(PROBLEM REQUIREMENTS): Would you work out how many lines below include the word "TableOptions"? Only that number is wanted.

*** Opening of SUPPLIED MATERIAL ***

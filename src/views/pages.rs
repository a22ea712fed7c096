// ============================================================================
// SIMPLE PAGES - one entity section each, plus dashboard and 404
// ============================================================================

use std::rc::Rc;

use serde_json::Map;
use wasm_bindgen::prelude::*;

use crate::dom::{on_click, ElementBuilder};
use crate::events::topics::{BRANDS, LOCATIONS, USERS};
use crate::models::{Brand, Location, User};
use crate::router::Route;
use crate::services::endpoints;
use crate::state::AppState;
use crate::viewmodels::resource::Resource;
use crate::views::entity::EntitySection;
use crate::views::page::Page;
use crate::views::table::TableOptions;

fn section_page<R: Resource>(section: EntitySection<R>) -> Page {
    let mut page = Page::new(section.element.clone());
    section.bind_to(&mut page);
    page
}

pub fn render_users(state: &AppState) -> Result<Page, JsValue> {
    let section = EntitySection::<User>::mount(
        state,
        "",
        endpoints::users(),
        TableOptions::crud("Users", USERS),
        Map::new(),
    )?;
    Ok(section_page(section))
}

pub fn render_brands(state: &AppState) -> Result<Page, JsValue> {
    let router = state.router.clone();
    let mut options = TableOptions::crud("Brands", BRANDS);
    options.on_open = Some(Rc::new(move |brand: &Brand| {
        if let Some(id) = brand.id() {
            router.navigate(&Route::BrandDetail(id.to_string()).path());
        }
    }));
    let section = EntitySection::<Brand>::mount(state, "", endpoints::brands(), options, Map::new())?;
    Ok(section_page(section))
}

pub fn render_locations(state: &AppState) -> Result<Page, JsValue> {
    let section = EntitySection::<Location>::mount(
        state,
        "",
        endpoints::locations(),
        TableOptions::crud("Locations", LOCATIONS),
        Map::new(),
    )?;
    Ok(section_page(section))
}

const SHORTCUTS: &[(&str, Route)] = &[
    ("Users", Route::Users),
    ("Brands", Route::Brands),
    ("Locations", Route::Locations),
    ("Looks", Route::Looks),
];

pub fn render_home(state: &AppState) -> Result<Page, JsValue> {
    let name = state
        .session
        .user()
        .map(|user| user.display_name())
        .unwrap_or_else(|| "there".to_string());

    let cards = ElementBuilder::new("div")?.class("cards").build();
    for (label, route) in SHORTCUTS {
        let card = ElementBuilder::new("button")?.class("card").text(label).build();
        let router = state.router.clone();
        let path = route.path();
        on_click(&card, move |_| router.navigate(&path))?;
        cards.append_child(&card)?;
    }

    let element = ElementBuilder::new("div")?
        .class("home")
        .child(ElementBuilder::new("h2")?.text(&format!("Hello, {}", name)).build())?
        .child(ElementBuilder::new("p")?.text("Pick a section to manage.").build())?
        .child(cards)?
        .build();
    Ok(Page::new(element))
}

pub fn render_not_found(path: &str) -> Result<Page, JsValue> {
    let element = ElementBuilder::new("div")?
        .class("not-found")
        .child(ElementBuilder::new("h2")?.text("Page not found").build())?
        .child(ElementBuilder::new("p")?.text(&format!("Nothing lives at {}", path)).build())?
        .build();
    Ok(Page::new(element))
}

*** Close of SUPPLIED MATERIAL ***

(RESULT OF THIS TASK): 4